[DATASET CONTENT Boundary: Start]

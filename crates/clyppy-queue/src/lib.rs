//! Pending-task persistence.
//!
//! Deferred replies survive a restart as a single framed file. Shutdown
//! writes the file atomically; startup loads it, drops expired slash
//! tasks, and removes it so a crash during replay cannot double-run.

pub mod error;
pub mod store;

pub use error::{QueueError, QueueResult};
pub use store::{PendingTasks, TaskStore};
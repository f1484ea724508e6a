//! Single-pattern video hosts expressed as plain records.
//!
//! Hosts that need no bespoke logic share one [`SitePlatform`] shape: a set
//! of recognition regexes with a named `id` capture, a canonical template,
//! and delivery knobs. The constructors below are the full roster.

use async_trait::async_trait;
use regex::Regex;
use std::time::Duration;

use clyppy_models::limits::{DEFAULT_DOWNLOAD_TIMEOUT, SLOW_HOST_DOWNLOAD_TIMEOUT};
use clyppy_models::{DeliveryStrategy, Service};

use crate::error::PlatformResult;
use crate::platform::{Platform, ResolveContext};

/// How a [`SitePlatform`] builds its canonical URL.
enum CanonicalRule {
    /// Substitute `{id}` into a fixed template.
    Template(&'static str),
    /// Keep the matched URL verbatim (hosts with several URL shapes).
    Original,
}

pub struct SitePlatform {
    service: Service,
    patterns: Vec<Regex>,
    canonical: CanonicalRule,
    strategy: DeliveryStrategy,
    timeout: Duration,
    needs_cookies: bool,
}

impl SitePlatform {
    fn new(
        service: Service,
        patterns: &[&str],
        canonical: CanonicalRule,
        strategy: DeliveryStrategy,
    ) -> Self {
        Self {
            service,
            patterns: patterns.iter().map(|p| Regex::new(p).unwrap()).collect(),
            canonical,
            strategy,
            timeout: DEFAULT_DOWNLOAD_TIMEOUT,
            needs_cookies: false,
        }
    }

    fn slow(mut self) -> Self {
        self.timeout = SLOW_HOST_DOWNLOAD_TIMEOUT;
        self
    }

    fn with_cookies(mut self) -> Self {
        self.needs_cookies = true;
        self
    }

    fn capture_id(&self, url: &str) -> Option<String> {
        self.patterns
            .iter()
            .find_map(|re| re.captures(url).map(|caps| caps["id"].to_string()))
    }

    pub fn medal() -> Self {
        Self::new(
            Service::Medal,
            &[
                r"^https?://(?:www\.)?medal\.tv/games/[\w-]+/clips/(?P<id>[\w-]+)",
                r"^https?://(?:www\.)?medal\.tv/clips/(?P<id>[\w-]+)",
            ],
            CanonicalRule::Template("https://medal.tv/clips/{id}"),
            DeliveryStrategy::Redirect,
        )
    }

    pub fn pornhub() -> Self {
        Self::new(
            Service::PornHub,
            &[r"^https?://(?:www\.)?pornhub\.com/view_video\.php\?(?:[^#\s]*&)?viewkey=(?P<id>\w+)"],
            CanonicalRule::Template("https://www.pornhub.com/view_video.php?viewkey={id}"),
            DeliveryStrategy::Redirect,
        )
    }

    pub fn xvideos() -> Self {
        Self::new(
            Service::Xvideos,
            &[r"^https?://(?:www\.)?xvideos\.com/(?P<id>video[0-9a-z.]+)"],
            CanonicalRule::Template("https://www.xvideos.com/{id}/clip"),
            DeliveryStrategy::Redirect,
        )
    }

    pub fn rule34() -> Self {
        Self::new(
            Service::Rule34,
            &[r"^https?://(?:www\.)?rule34video\.com/videos?/(?P<id>\d+)"],
            CanonicalRule::Template("https://rule34video.com/video/{id}/"),
            DeliveryStrategy::Redirect,
        )
        .slow()
    }

    pub fn youporn() -> Self {
        Self::new(
            Service::YouPorn,
            &[r"^https?://(?:www\.)?youporn\.com/watch/(?P<id>\d+)"],
            CanonicalRule::Template("https://www.youporn.com/watch/{id}/"),
            DeliveryStrategy::Redirect,
        )
    }

    pub fn vimeo() -> Self {
        Self::new(
            Service::Vimeo,
            &[r"^https?://(?:www\.)?vimeo\.com/(?P<id>\d+)"],
            CanonicalRule::Template("https://vimeo.com/{id}"),
            DeliveryStrategy::AttachOrReupload,
        )
        .slow()
    }

    pub fn dailymotion() -> Self {
        Self::new(
            Service::Dailymotion,
            &[
                r"^https?://(?:www\.)?dailymotion\.com/video/(?P<id>[a-z0-9]+)",
                r"^https?://dai\.ly/(?P<id>[a-z0-9]+)",
            ],
            CanonicalRule::Template("https://www.dailymotion.com/video/{id}"),
            DeliveryStrategy::AttachOrReupload,
        )
        .slow()
        .with_cookies()
    }

    pub fn gdrive() -> Self {
        Self::new(
            Service::GoogleDrive,
            &[
                r"^https?://drive\.google\.com/file/d/(?P<id>[\w-]+)",
                r"^https?://drive\.google\.com/open\?(?:[^#\s]*&)?id=(?P<id>[\w-]+)",
            ],
            CanonicalRule::Template("https://drive.google.com/file/d/{id}/view"),
            DeliveryStrategy::AttachOrReupload,
        )
    }

    pub fn facebook() -> Self {
        Self::new(
            Service::Facebook,
            &[
                r"^https?://(?:www\.|m\.|web\.)?facebook\.com/[\w.]+/videos/(?P<id>\d+)",
                r"^https?://(?:www\.)?facebook\.com/watch/?\?(?:[^#\s]*&)?v=(?P<id>\d+)",
                r"^https?://fb\.watch/(?P<id>[\w-]+)",
            ],
            CanonicalRule::Original,
            DeliveryStrategy::AttachOrReupload,
        )
    }

    pub fn bilibili() -> Self {
        Self::new(
            Service::Bilibili,
            &[r"^https?://(?:www\.)?bilibili\.com/video/(?P<id>BV\w+|av\d+)"],
            CanonicalRule::Template("https://www.bilibili.com/video/{id}"),
            DeliveryStrategy::AttachOrReupload,
        )
    }

    pub fn canva() -> Self {
        Self::new(
            Service::Canva,
            &[r"^https?://(?:www\.)?canva\.com/design/(?P<id>[\w-]+)/watch"],
            CanonicalRule::Template("https://www.canva.com/design/{id}/watch"),
            DeliveryStrategy::AttachOrReupload,
        )
    }
}

#[async_trait]
impl Platform for SitePlatform {
    fn service(&self) -> Service {
        self.service
    }

    fn matches(&self, url: &str) -> bool {
        self.patterns.iter().any(|re| re.is_match(url))
    }

    fn parse(&self, url: &str) -> Option<String> {
        self.capture_id(url)
    }

    async fn canonicalize(
        &self,
        _ctx: &ResolveContext,
        url: &str,
        source_id: &str,
    ) -> PlatformResult<String> {
        match &self.canonical {
            CanonicalRule::Template(template) => Ok(template.replace("{id}", source_id)),
            CanonicalRule::Original => Ok(url.trim().to_string()),
        }
    }

    fn strategy(&self) -> DeliveryStrategy {
        self.strategy
    }

    fn download_timeout(&self) -> Duration {
        self.timeout
    }

    fn needs_cookies(&self) -> bool {
        self.needs_cookies
    }
}
//! Platform crate error types.

use thiserror::Error;

pub type PlatformResult<T> = Result<T, PlatformError>;

#[derive(Debug, Error)]
pub enum PlatformError {
    #[error("HTTP request failed: {0}")]
    Http(#[from] reqwest::Error),

    #[error("could not resolve share link: {url}")]
    ShareLinkUnresolved { url: String },

    #[error("invalid URL: {0}")]
    InvalidUrl(String),
}

impl PlatformError {
    pub fn share_link_unresolved(url: impl Into<String>) -> Self {
        Self::ShareLinkUnresolved { url: url.into() }
    }

    pub fn invalid_url(url: impl Into<String>) -> Self {
        Self::InvalidUrl(url.into())
    }
}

[DATASET CONTENT Boundary: End]

Print all the material, keeping every line identical to the original.

filename crates/clyppy-queue/src/lib.rs
//! Pending-task persistence.
//!
//! Deferred replies survive a restart as a single framed file. Shutdown
//! writes the file atomically; startup loads it, drops expired slash
//! tasks, and removes it so a crash during replay cannot double-run.

pub mod error;
pub mod store;

pub use error::{QueueError, QueueResult};
pub use store::{PendingTasks, TaskStore};
repository f1484ea724508e6a
//! Single-pattern video hosts expressed as plain records.
//!
//! Hosts that need no bespoke logic share one [`SitePlatform`] shape: a set
//! of recognition regexes with a named `id` capture, a canonical template,
//! and delivery knobs. The constructors below are the full roster.

use async_trait::async_trait;
use regex::Regex;
use std::time::Duration;

use clyppy_models::limits::{DEFAULT_DOWNLOAD_TIMEOUT, SLOW_HOST_DOWNLOAD_TIMEOUT};
use clyppy_models::{DeliveryStrategy, Service};

use crate::error::PlatformResult;
use crate::platform::{Platform, ResolveContext};

/// How a [`SitePlatform`] builds its canonical URL.
enum CanonicalRule {
    /// Substitute `{id}` into a fixed template.
    Template(&'static str),
    /// Keep the matched URL verbatim (hosts with several URL shapes).
    Original,
}

pub struct SitePlatform {
    service: Service,
    patterns: Vec<Regex>,
    canonical: CanonicalRule,
    strategy: DeliveryStrategy,
    timeout: Duration,
    needs_cookies: bool,
}

impl SitePlatform {
    fn new(
        service: Service,
        patterns: &[&str],
        canonical: CanonicalRule,
        strategy: DeliveryStrategy,
    ) -> Self {
        Self {
            service,
            patterns: patterns.iter().map(|p| Regex::new(p).unwrap()).collect(),
            canonical,
            strategy,
            timeout: DEFAULT_DOWNLOAD_TIMEOUT,
            needs_cookies: false,
        }
    }

    fn slow(mut self) -> Self {
        self.timeout = SLOW_HOST_DOWNLOAD_TIMEOUT;
        self
    }

    fn with_cookies(mut self) -> Self {
        self.needs_cookies = true;
        self
    }

    fn capture_id(&self, url: &str) -> Option<String> {
        self.patterns
            .iter()
            .find_map(|re| re.captures(url).map(|caps| caps["id"].to_string()))
    }

    pub fn medal() -> Self {
        Self::new(
            Service::Medal,
            &[
                r"^https?://(?:www\.)?medal\.tv/games/[\w-]+/clips/(?P<id>[\w-]+)",
                r"^https?://(?:www\.)?medal\.tv/clips/(?P<id>[\w-]+)",
            ],
            CanonicalRule::Template("https://medal.tv/clips/{id}"),
            DeliveryStrategy::Redirect,
        )
    }

    pub fn pornhub() -> Self {
        Self::new(
            Service::PornHub,
            &[r"^https?://(?:www\.)?pornhub\.com/view_video\.php\?(?:[^#\s]*&)?viewkey=(?P<id>\w+)"],
            CanonicalRule::Template("https://www.pornhub.com/view_video.php?viewkey={id}"),
            DeliveryStrategy::Redirect,
        )
    }

    pub fn xvideos() -> Self {
        Self::new(
            Service::Xvideos,
            &[r"^https?://(?:www\.)?xvideos\.com/(?P<id>video[0-9a-z.]+)"],
            CanonicalRule::Template("https://www.xvideos.com/{id}/clip"),
            DeliveryStrategy::Redirect,
        )
    }

    pub fn rule34() -> Self {
        Self::new(
            Service::Rule34,
            &[r"^https?://(?:www\.)?rule34video\.com/videos?/(?P<id>\d+)"],
            CanonicalRule::Template("https://rule34video.com/video/{id}/"),
            DeliveryStrategy::Redirect,
        )
        .slow()
    }

    pub fn youporn() -> Self {
        Self::new(
            Service::YouPorn,
            &[r"^https?://(?:www\.)?youporn\.com/watch/(?P<id>\d+)"],
            CanonicalRule::Template("https://www.youporn.com/watch/{id}/"),
            DeliveryStrategy::Redirect,
        )
    }

    pub fn vimeo() -> Self {
        Self::new(
            Service::Vimeo,
            &[r"^https?://(?:www\.)?vimeo\.com/(?P<id>\d+)"],
            CanonicalRule::Template("https://vimeo.com/{id}"),
            DeliveryStrategy::AttachOrReupload,
        )
        .slow()
    }

    pub fn dailymotion() -> Self {
        Self::new(
            Service::Dailymotion,
            &[
                r"^https?://(?:www\.)?dailymotion\.com/video/(?P<id>[a-z0-9]+)",
                r"^https?://dai\.ly/(?P<id>[a-z0-9]+)",
            ],
            CanonicalRule::Template("https://www.dailymotion.com/video/{id}"),
            DeliveryStrategy::AttachOrReupload,
        )
        .slow()
        .with_cookies()
    }

    pub fn gdrive() -> Self {
        Self::new(
            Service::GoogleDrive,
            &[
                r"^https?://drive\.google\.com/file/d/(?P<id>[\w-]+)",
                r"^https?://drive\.google\.com/open\?(?:[^#\s]*&)?id=(?P<id>[\w-]+)",
            ],
            CanonicalRule::Template("https://drive.google.com/file/d/{id}/view"),
            DeliveryStrategy::AttachOrReupload,
        )
    }

    pub fn facebook() -> Self {
        Self::new(
            Service::Facebook,
            &[
                r"^https?://(?:www\.|m\.|web\.)?facebook\.com/[\w.]+/videos/(?P<id>\d+)",
                r"^https?://(?:www\.)?facebook\.com/watch/?\?(?:[^#\s]*&)?v=(?P<id>\d+)",
                r"^https?://fb\.watch/(?P<id>[\w-]+)",
            ],
            CanonicalRule::Original,
            DeliveryStrategy::AttachOrReupload,
        )
    }

    pub fn bilibili() -> Self {
        Self::new(
            Service::Bilibili,
            &[r"^https?://(?:www\.)?bilibili\.com/video/(?P<id>BV\w+|av\d+)"],
            CanonicalRule::Template("https://www.bilibili.com/video/{id}"),
            DeliveryStrategy::AttachOrReupload,
        )
    }

    pub fn canva() -> Self {
        Self::new(
            Service::Canva,
            &[r"^https?://(?:www\.)?canva\.com/design/(?P<id>[\w-]+)/watch"],
            CanonicalRule::Template("https://www.canva.com/design/{id}/watch"),
            DeliveryStrategy::AttachOrReupload,
        )
    }
}

#[async_trait]
impl Platform for SitePlatform {
    fn service(&self) -> Service {
        self.service
    }

    fn matches(&self, url: &str) -> bool {
        self.patterns.iter().any(|re| re.is_match(url))
    }

    fn parse(&self, url: &str) -> Option<String> {
        self.capture_id(url)
    }

    async fn canonicalize(
        &self,
        _ctx: &ResolveContext,
        url: &str,
        source_id: &str,
    ) -> PlatformResult<String> {
        match &self.canonical {
            CanonicalRule::Template(template) => Ok(template.replace("{id}", source_id)),
            CanonicalRule::Original => Ok(url.trim().to_string()),
        }
    }

    fn strategy(&self) -> DeliveryStrategy {
        self.strategy
    }

    fn download_timeout(&self) -> Duration {
        self.timeout
    }

    fn needs_cookies(&self) -> bool {
        self.needs_cookies
    }
}
//! Platform crate error types.

use thiserror::Error;

pub type PlatformResult<T> = Result<T, PlatformError>;

#[derive(Debug, Error)]
pub enum PlatformError {
    #[error("HTTP request failed: {0}")]
    Http(#[from] reqwest::Error),

    #[error("could not resolve share link: {url}")]
    ShareLinkUnresolved { url: String },

    #[error("invalid URL: {0}")]
    InvalidUrl(String),
}

impl PlatformError {
    pub fn share_link_unresolved(url: impl Into<String>) -> Self {
        Self::ShareLinkUnresolved { url: url.into() }
    }

    pub fn invalid_url(url: impl Into<String>) -> Self {
        Self::InvalidUrl(url.into())
    }
}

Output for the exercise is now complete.